DMZ interface has internet but LAN1 interface doesn't

johnpoz

@jarhead exactly - I would expect to see hits if trying to use the internet - even if it didn't work..

Get a ping going to 8.8.8.8 for example - your icmp rule should show traffic, etc.

Here I added a specific rule for icmp, and then started a ping.. Then checked my lan rules, refresh the page or go to something else and then come back.. Even if the ping didn't work you should see some traffic on it

Stef_R

Thanks all for the fast replies! :-)

Yes, I'm sure I'm connected to the LAN1 network because thats the interface I use to connect to the pfSense GUI.
My laptop has a static IP address (172.16.10.10) and the DHCP Server is disabled for the LAN1 interface.

As the screenshots show, I can ping my laptop's IP address from the pfSense menu and get a reply.
I also see data showing at the firewall rules.
This is as expected I think.

However, I can aqlso ping to the LAN1 interface (172.16.10.1) from my laptop to the pfSence firewall, but don't see any traffic added on the firewall rules section...

After this, the states are 0/960B.
When I do a return ping from my laptop, I get a reply back, but the states are unchanged, no matter how many ping commands I send out.

johnpoz

@stef_r 15ms response from your local pfsense.. That seems really freaking insane high for a local network, even if you were wireless to be honest..

The lan1 rule wouldn't be counted if you were pinging from pfsense to the lan device.. Rules are evaluated as traffic enters an interface from the network its attached too.. You could ping 1000 times to lan device from pfsense, that rule would not be evaluated.

Jarhead

@stef_r
Are you plugging directly into pfSense?
Did you enable the default Any rule?

johnpoz

@jarhead also odd is look at the first ping - normal or closer to normal 4ms, 1ms and from pfsense sub 1ms - and then drastic increase.. Something not right for sure.

Stef_R

I agree that something weird is going on here...
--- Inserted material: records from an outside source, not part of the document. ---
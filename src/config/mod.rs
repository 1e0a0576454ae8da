//! Configuration management subsystem.
//!
//! # Data Flow
//! ```text
//! config file (TOML)
//!     → loader.rs (parse & deserialize)
//!     → validation.rs (semantic checks)
//!     → FailoverConfig (validated, immutable)
//!     → consumed once when the ConnectionManager and HealthMonitor are built
//! ```
//!
//! # Design Decisions
//! - Config is static input; changing endpoints requires a restart
//! - All fields have defaults to allow minimal configs
//! - Validation separates syntactic (serde) from semantic checks

pub mod loader;
pub mod schema;
pub mod validation;

pub use loader::{load_config, ConfigError};
pub use schema::{
    AdminConfig, BackendConfig, FailoverConfig, HealthConfig, LogFormat, ObservabilityConfig,
    SensorConfig, SensorKind,
};
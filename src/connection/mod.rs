//! Backend connection subsystem.
//!
//! # Data Flow
//! ```text
//! connect(mode):
//!     endpoint.rs (descriptor for mode)
//!     → driver.rs open + admin_ping (bounded by connect timeout)
//!     → success: manager.rs publishes (mode, handle)
//!     → failure: mode.rs transition table picks the next tier, if any
//!
//! Readers (CRUD layer, HealthMonitor, admin API):
//!     get_handle() → lock-free snapshot load
//! ```
//!
//! # Design Decisions
//! - One explicitly constructed `ConnectionManager`, shared via `Arc`
//! - Transport hidden behind the `BackendDriver` / `BackendHandle` traits
//! - Failover never promotes; returning to Primary is an explicit connect

pub mod driver;
pub mod endpoint;
pub mod error;
pub mod http_driver;
pub mod manager;
pub mod mode;

pub use driver::{BackendDriver, BackendHandle, ConnectionHandle, DriverError, ServerStatus};
pub use endpoint::{EndpointDescriptor, EndpointSet};
pub use error::{ConnectionError, FailoverReason};
pub use http_driver::HttpDriver;
pub use manager::{ConnectionEvent, ConnectionManager, ConnectionState, ConnectionStatus, HealthReport};
pub use mode::OperatingMode;
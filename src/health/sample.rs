//! One monitoring cycle's observations.

use std::time::{SystemTime, UNIX_EPOCH};

use serde::Serialize;

use crate::connection::{OperatingMode, ServerStatus};
use crate::observability::metrics;

/// Snapshot produced by one monitoring cycle. Never persisted.
#[derive(Debug, Clone, PartialEq, Serialize)]
pub struct HealthSample {
    /// Seconds since the Unix epoch.
    pub timestamp: u64,
    pub mode: OperatingMode,
    /// Whether a handle existed when the cycle started.
    pub connected: bool,
    pub backend_reachable: bool,
    pub uptime_seconds: Option<u64>,
    pub host_identifier: Option<String>,
    pub cpu_temperature_celsius: Option<f64>,
}

impl HealthSample {
    pub fn new(mode: OperatingMode, connected: bool) -> Self {
        Self {
            timestamp: unix_now(),
            mode,
            connected,
            backend_reachable: false,
            uptime_seconds: None,
            host_identifier: None,
            cpu_temperature_celsius: None,
        }
    }

    pub fn record_status(&mut self, status: ServerStatus) {
        self.backend_reachable = true;
        self.uptime_seconds = Some(status.uptime_seconds);
        self.host_identifier = Some(status.host);
    }

    pub fn is_healthy(&self) -> bool {
        self.connected && self.backend_reachable
    }

    /// Publish the sample as a log record and metrics.
    pub fn emit(&self) {
        metrics::record_health_sample(self);

        if !self.connected {
            tracing::warn!(
                mode = %self.mode,
                cpu_temperature_celsius = ?self.cpu_temperature_celsius,
                "Health check: DEGRADED - no backend connection"
            );
        } else if self.backend_reachable {
            tracing::info!(
                mode = %self.mode,
                host = self.host_identifier.as_deref().unwrap_or("unknown"),
                uptime_seconds = self.uptime_seconds.unwrap_or(0),
                cpu_temperature_celsius = ?self.cpu_temperature_celsius,
                "Health check: OK"
            );
        } else {
            tracing::warn!(
                mode = %self.mode,
                cpu_temperature_celsius = ?self.cpu_temperature_celsius,
                "Health check: backend unreachable"
            );
        }
    }
}

pub(crate) fn unix_now() -> u64 {
    SystemTime::now()
        .duration_since(UNIX_EPOCH)
        .map(|d| d.as_secs())
        .unwrap_or(0)
}
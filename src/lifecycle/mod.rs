//! Lifecycle management subsystem.
//!
//! # Data Flow
//! ```text
//! Startup (startup.rs):
//!     Load config → connect(mode) → start HealthMonitor → start admin API
//!
//! Shutdown (startup.rs + shutdown.rs):
//!     Signal received → stop admin API → stop monitor → disconnect → exit
//!
//! Signals (signals.rs):
//!     SIGTERM/SIGINT → trigger graceful shutdown
//! ```
//!
//! # Design Decisions
//! - Ordered startup: connection first, background tasks after
//! - Ordered shutdown: reverse of startup, handle released last

pub mod shutdown;
pub mod signals;
pub mod startup;

pub use shutdown::{Shutdown, ShutdownSignal};
pub use startup::{Service, StartupError};
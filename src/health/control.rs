//! Start/stop control for the monitor task.

use std::sync::Arc;

use tokio::sync::Mutex;
use tokio::task::JoinHandle;

use crate::config::validation::ValidationError;
use crate::health::monitor::{CycleReport, HealthMonitor, MonitorSettings, SettingsUpdate};
use crate::health::stats::StatsSnapshot;
use crate::lifecycle::Shutdown;

struct RunningMonitor {
    shutdown: Shutdown,
    task: JoinHandle<()>,
}

/// Owns the monitor task and lets callers start, stop and poke it.
pub struct MonitorControl {
    monitor: Arc<HealthMonitor>,
    running: Mutex<Option<RunningMonitor>>,
}

impl MonitorControl {
    pub fn new(monitor: HealthMonitor) -> Self {
        Self {
            monitor: Arc::new(monitor),
            running: Mutex::new(None),
        }
    }

    /// Spawn the monitor loop. Returns `false` if it is already running.
    pub async fn start(&self) -> bool {
        let mut running = self.running.lock().await;
        if running.as_ref().is_some_and(|r| !r.task.is_finished()) {
            return false;
        }

        let shutdown = Shutdown::new();
        let task = tokio::spawn(self.monitor.clone().run(shutdown.subscribe()));
        *running = Some(RunningMonitor { shutdown, task });
        tracing::info!("Health monitoring started");
        true
    }

    /// Signal the loop to exit and wait for it. Returns `false` if it was not running.
    pub async fn stop(&self) -> bool {
        let Some(RunningMonitor { shutdown, task }) = self.running.lock().await.take() else {
            return false;
        };

        shutdown.trigger();
        if let Err(e) = task.await {
            tracing::error!(error = %e, "Health monitor task ended abnormally");
        }
        tracing::info!("Health monitoring stopped");
        true
    }

    pub async fn is_running(&self) -> bool {
        self.running
            .lock()
            .await
            .as_ref()
            .is_some_and(|r| !r.task.is_finished())
    }

    /// Run one cycle immediately, outside the schedule.
    pub async fn check_now(&self) -> CycleReport {
        self.monitor.check_once().await
    }

    pub fn stats(&self) -> StatsSnapshot {
        self.monitor.stats().snapshot()
    }

    pub fn settings(&self) -> MonitorSettings {
        self.monitor.settings()
    }

    /// Update the interval and threshold. A running loop is restarted when
    /// the interval changes.
    pub async fn update_settings(
        &self,
        update: SettingsUpdate,
    ) -> Result<MonitorSettings, Vec<ValidationError>> {
        let previous = self.monitor.settings();
        let updated = self.monitor.update_settings(update)?;

        if updated.interval_secs != previous.interval_secs && self.is_running().await {
            tracing::info!(interval_secs = updated.interval_secs, "Restarting monitor with new interval");
            self.stop().await;
            self.start().await;
        }
        Ok(updated)
    }

    /// While enabled, cycles report problems but never call `failover()`.
    pub fn set_manual_override(&self, enabled: bool) {
        self.monitor.stats().set_manual_override(enabled);
        tracing::info!(enabled, "Manual override updated");
    }
}
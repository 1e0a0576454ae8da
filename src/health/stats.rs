//! Monitor statistics.

use std::sync::atomic::{AtomicBool, AtomicU64, Ordering};

use serde::Serialize;

use crate::health::sample::unix_now;

/// Counters updated by the monitor loop.
#[derive(Debug, Default)]
pub struct MonitorStats {
    total_checks: AtomicU64,
    failures: AtomicU64,
    consecutive_failures: AtomicU64,
    failovers_triggered: AtomicU64,
    last_check: AtomicU64,
    manual_override: AtomicBool,
}

/// Point-in-time copy of [`MonitorStats`].
#[derive(Debug, Clone, PartialEq, Eq, Serialize)]
pub struct StatsSnapshot {
    pub total_checks: u64,
    pub failures: u64,
    pub consecutive_failures: u64,
    pub failovers_triggered: u64,
    /// Seconds since the Unix epoch; `None` before the first cycle.
    pub last_check: Option<u64>,
    pub manual_override: bool,
}

impl MonitorStats {
    pub fn new() -> Self {
        Self::default()
    }

    pub fn record_check(&self, healthy: bool) {
        self.total_checks.fetch_add(1, Ordering::Relaxed);
        self.last_check.store(unix_now(), Ordering::Relaxed);
        if healthy {
            self.consecutive_failures.store(0, Ordering::Relaxed);
        } else {
            self.failures.fetch_add(1, Ordering::Relaxed);
            self.consecutive_failures.fetch_add(1, Ordering::Relaxed);
        }
    }

    pub fn record_failover(&self) {
        self.failovers_triggered.fetch_add(1, Ordering::Relaxed);
    }

    pub fn set_manual_override(&self, enabled: bool) {
        self.manual_override.store(enabled, Ordering::Relaxed);
    }

    pub fn manual_override(&self) -> bool {
        self.manual_override.load(Ordering::Relaxed)
    }

    pub fn snapshot(&self) -> StatsSnapshot {
        let last_check = self.last_check.load(Ordering::Relaxed);
        StatsSnapshot {
            total_checks: self.total_checks.load(Ordering::Relaxed),
            failures: self.failures.load(Ordering::Relaxed),
            consecutive_failures: self.consecutive_failures.load(Ordering::Relaxed),
            failovers_triggered: self.failovers_triggered.load(Ordering::Relaxed),
            last_check: (last_check > 0).then_some(last_check),
            manual_override: self.manual_override(),
        }
    }
}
@jarhead said in DMZ interface has internet but LAN1 interface doesn't:

@stef_r
Are you plugging directly into pfSense?
Did you enable the default Any rule?

Yes. I have a direct cable connection (CAT8) from the laptop to the pfSense router.
At first, I disabled the default Any Rule but even after enabling it, ping results still not stable, meaning sometimes I get two-in-a-row ping results from <1mS but the next one is 9mS and the last one again around 15mS.

Next rond results are vary very much.

After enabling the WIFI interface and setup the firewall rules as I did with the DMZ interface and ruleset, I get consistent ping results of <1mS and I also see the normal WiFi icon in my Windows taskbar with only one bar of connection, so the WiFi speed is perfect for the distance of the router.

johnpoz

@stef_r said in DMZ interface has internet but LAN1 interface doesn't:

After enabling the WIFI interface

This interface is a wifi interface in pfsense? Yeah that not a good setup to be honest, freebsd and wifi just not a good mix at all. You would be better off buying whatever cheap 20$ wifi router you can find on amazon and just using it as AP to be honest.
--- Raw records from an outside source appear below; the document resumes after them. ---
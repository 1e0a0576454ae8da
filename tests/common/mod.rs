//! Shared fixtures for integration tests.
#![allow(dead_code)]

use std::net::SocketAddr;
use std::sync::atomic::{AtomicBool, AtomicU64, AtomicUsize, Ordering};
use std::sync::{Arc, Mutex};
use std::time::Duration;

use async_trait::async_trait;
use tokio::io::{AsyncReadExt, AsyncWriteExt};
use tokio::net::TcpListener;

use backend_failover::config::HealthConfig;
use backend_failover::connection::endpoint::parse_address;
use backend_failover::connection::{
    BackendDriver, BackendHandle, ConnectionHandle, ConnectionManager, DriverError,
    EndpointDescriptor, EndpointSet, OperatingMode, ServerStatus,
};
use backend_failover::health::ThermalSensor;

/// Scripted behaviour of one simulated backend tier.
#[derive(Debug, Default)]
pub struct MockBackend {
    pub open_fails: AtomicBool,
    pub ping_fails: AtomicBool,
    pub status_fails: AtomicBool,
    /// Block `open` for an hour.
    pub open_hangs: AtomicBool,
    /// Block `admin_ping` for an hour.
    pub ping_hangs: AtomicBool,
    /// Delay every `admin_ping` by this many milliseconds.
    pub ping_delay_ms: AtomicU64,
    pub opens: AtomicUsize,
    pub pings: AtomicUsize,
}

impl MockBackend {
    pub fn set_unreachable(&self, unreachable: bool) {
        self.open_fails.store(unreachable, Ordering::SeqCst);
        self.ping_fails.store(unreachable, Ordering::SeqCst);
    }

    pub fn opens(&self) -> usize {
        self.opens.load(Ordering::SeqCst)
    }

    pub fn pings(&self) -> usize {
        self.pings.load(Ordering::SeqCst)
    }
}

/// Driver whose two tiers are controlled by [`MockBackend`] flags.
#[derive(Debug, Default)]
pub struct MockDriver {
    pub primary: Arc<MockBackend>,
    pub fallback: Arc<MockBackend>,
    pub handles: Mutex<Vec<Arc<MockHandle>>>,
    next_id: AtomicU64,
}

impl MockDriver {
    pub fn new() -> Arc<Self> {
        Arc::new(Self::default())
    }

    pub fn backend(&self, mode: OperatingMode) -> &Arc<MockBackend> {
        match mode {
            OperatingMode::Primary => &self.primary,
            OperatingMode::Fallback => &self.fallback,
        }
    }

    pub fn opened_handles(&self) -> Vec<Arc<MockHandle>> {
        self.handles.lock().unwrap().clone()
    }
}

#[async_trait]
impl BackendDriver for MockDriver {
    async fn open(
        &self,
        endpoint: &EndpointDescriptor,
        _connect_timeout: Duration,
    ) -> Result<ConnectionHandle, DriverError> {
        let backend = self.backend(endpoint.mode).clone();
        backend.opens.fetch_add(1, Ordering::SeqCst);
        tokio::task::yield_now().await;

        if backend.open_hangs.load(Ordering::SeqCst) {
            tokio::time::sleep(Duration::from_secs(3600)).await;
        }
        if backend.open_fails.load(Ordering::SeqCst) {
            return Err(DriverError::Unreachable(format!("{} refused", endpoint.describe())));
        }

        let handle = Arc::new(MockHandle {
            id: self.next_id.fetch_add(1, Ordering::SeqCst),
            endpoint: endpoint.clone(),
            backend,
            closed: AtomicBool::new(false),
        });
        self.handles.lock().unwrap().push(handle.clone());
        Ok(handle)
    }
}

#[derive(Debug)]
pub struct MockHandle {
    pub id: u64,
    endpoint: EndpointDescriptor,
    backend: Arc<MockBackend>,
    closed: AtomicBool,
}

impl MockHandle {
    pub fn mode(&self) -> OperatingMode {
        self.endpoint.mode
    }
}

#[async_trait]
impl BackendHandle for MockHandle {
    async fn admin_ping(&self) -> Result<(), DriverError> {
        if self.is_closed() {
            return Err(DriverError::Closed);
        }
        self.backend.pings.fetch_add(1, Ordering::SeqCst);
        tokio::task::yield_now().await;

        if self.backend.ping_hangs.load(Ordering::SeqCst) {
            tokio::time::sleep(Duration::from_secs(3600)).await;
        }
        let delay = self.backend.ping_delay_ms.load(Ordering::SeqCst);
        if delay > 0 {
            tokio::time::sleep(Duration::from_millis(delay)).await;
        }
        if self.backend.ping_fails.load(Ordering::SeqCst) {
            return Err(DriverError::Unreachable("ping failed".to_string()));
        }
        Ok(())
    }

    async fn admin_status(&self) -> Result<ServerStatus, DriverError> {
        if self.is_closed() {
            return Err(DriverError::Closed);
        }
        if self.backend.status_fails.load(Ordering::SeqCst) {
            return Err(DriverError::Protocol("serverStatus failed".to_string()));
        }
        Ok(ServerStatus {
            uptime_seconds: 42,
            host: format!("{}-node", self.endpoint.mode),
        })
    }

    async fn close(&self) {
        self.closed.store(true, Ordering::SeqCst);
    }

    fn is_closed(&self) -> bool {
        self.closed.load(Ordering::SeqCst)
    }

    fn endpoint(&self) -> &EndpointDescriptor {
        &self.endpoint
    }
}

/// Sensor returning whatever the test sets.
#[derive(Debug, Default)]
pub struct FixedSensor {
    celsius: Mutex<Option<f64>>,
}

impl FixedSensor {
    pub fn new(celsius: Option<f64>) -> Arc<Self> {
        Arc::new(Self {
            celsius: Mutex::new(celsius),
        })
    }

    pub fn set(&self, celsius: Option<f64>) {
        *self.celsius.lock().unwrap() = celsius;
    }
}

#[async_trait]
impl ThermalSensor for FixedSensor {
    async fn read_cpu_temperature(&self) -> Option<f64> {
        *self.celsius.lock().unwrap()
    }

    fn name(&self) -> &'static str {
        "fixed"
    }
}

pub fn endpoints() -> EndpointSet {
    EndpointSet::new(
        EndpointDescriptor {
            mode: OperatingMode::Primary,
            members: vec![
                parse_address("db1:28017").unwrap(),
                parse_address("db2:28017").unwrap(),
                parse_address("db3:28017").unwrap(),
            ],
            replica_set: Some("rs0".to_string()),
        },
        EndpointDescriptor {
            mode: OperatingMode::Fallback,
            members: vec![parse_address("db-backup:28017").unwrap()],
            replica_set: None,
        },
    )
}

pub fn manager(driver: &Arc<MockDriver>) -> Arc<ConnectionManager> {
    Arc::new(ConnectionManager::new(
        driver.clone(),
        endpoints(),
        Duration::from_secs(5),
    ))
}

pub fn health_config() -> HealthConfig {
    HealthConfig {
        interval_secs: 30,
        check_timeout_secs: 5,
        critical_temperature_celsius: 80.0,
        ..HealthConfig::default()
    }
}

/// Knobs of a fake backend admin API served over HTTP.
#[derive(Debug)]
pub struct AdminBackend {
    pub healthy: AtomicBool,
    pub status_body: Mutex<String>,
    pub pings: AtomicUsize,
}

impl AdminBackend {
    pub fn new(host: &str) -> Arc<Self> {
        Arc::new(Self {
            healthy: AtomicBool::new(true),
            status_body: Mutex::new(format!(r#"{{"uptime": 1234.5, "host": "{}"}}"#, host)),
            pings: AtomicUsize::new(0),
        })
    }
}

/// Serve `/admin/ping` and `/admin/status` on an ephemeral port.
pub async fn start_admin_backend(backend: Arc<AdminBackend>) -> SocketAddr {
    let listener = TcpListener::bind("127.0.0.1:0").await.unwrap();
    let addr = listener.local_addr().unwrap();

    tokio::spawn(async move {
        loop {
            match listener.accept().await {
                Ok((mut socket, _)) => {
                    let backend = backend.clone();
                    tokio::spawn(async move {
                        let mut buf = vec![0u8; 4096];
                        let n = socket.read(&mut buf).await.unwrap_or(0);
                        let request = String::from_utf8_lossy(&buf[..n]);
                        let path = request.split_whitespace().nth(1).unwrap_or("/").to_string();

                        let healthy = backend.healthy.load(Ordering::SeqCst);
                        let (status, body) = match path.as_str() {
                            "/admin/ping" => {
                                backend.pings.fetch_add(1, Ordering::SeqCst);
                                if healthy {
                                    ("200 OK", r#"{"ok": 1}"#.to_string())
                                } else {
                                    ("503 Service Unavailable", "down".to_string())
                                }
                            }
                            "/admin/status" if healthy => {
                                ("200 OK", backend.status_body.lock().unwrap().clone())
                            }
                            "/admin/status" => ("503 Service Unavailable", "down".to_string()),
                            _ => ("404 Not Found", "not found".to_string()),
                        };

                        let response = format!(
                            "HTTP/1.1 {}\r\nContent-Type: application/json\r\nContent-Length: {}\r\nConnection: close\r\n\r\n{}",
                            status,
                            body.len(),
                            body
                        );
                        let _ = socket.write_all(response.as_bytes()).await;
                        let _ = socket.shutdown().await;
                    });
                }
                Err(_) => break,
            }
        }
    });

    addr
}

/// An address nothing listens on.
pub async fn dead_address() -> SocketAddr {
    let listener = TcpListener::bind("127.0.0.1:0").await.unwrap();
    let addr = listener.local_addr().unwrap();
    drop(listener);
    addr
}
is your test device connected to both wifi and wire at the same time?

Stef_R

@johnpoz Thanks, but in fact it is exactly what you describe.

I have just named the interface "WIFI" myself and don't use any WiFi functions of pfSense / FreeBSD.
The router I have connected is an old Synology RT1900AC set up as wireless access point. :-)

johnpoz

@stef_r ok that is better.. Your using it as a true AP, not double natting. Ie you connect it your network with with one of its lan ports, disable its dhcp server.. Gave its gui an IP on your network so you can access its gui?

For testing of your firewall and its rules, etc. I would take wifi out of the equation. Connect device directly to pfsense interface or via a switch, etc.

That you pinging pfsense IP and not seeing anything on the rules - that would have me think you were actually pinging maybe the wifi routers IP, etc.

Stef_R

don't beat my drawing skills because I've worked very hard on it (ha ha just kidding!) but here is a small drawing on how I have (or want to) set my network.

With only one small difference:
At the moment I haven't connected my Cisco router between my PC and pfSense firewall, so there is a plain, straight UTP cable without any switch or router in between.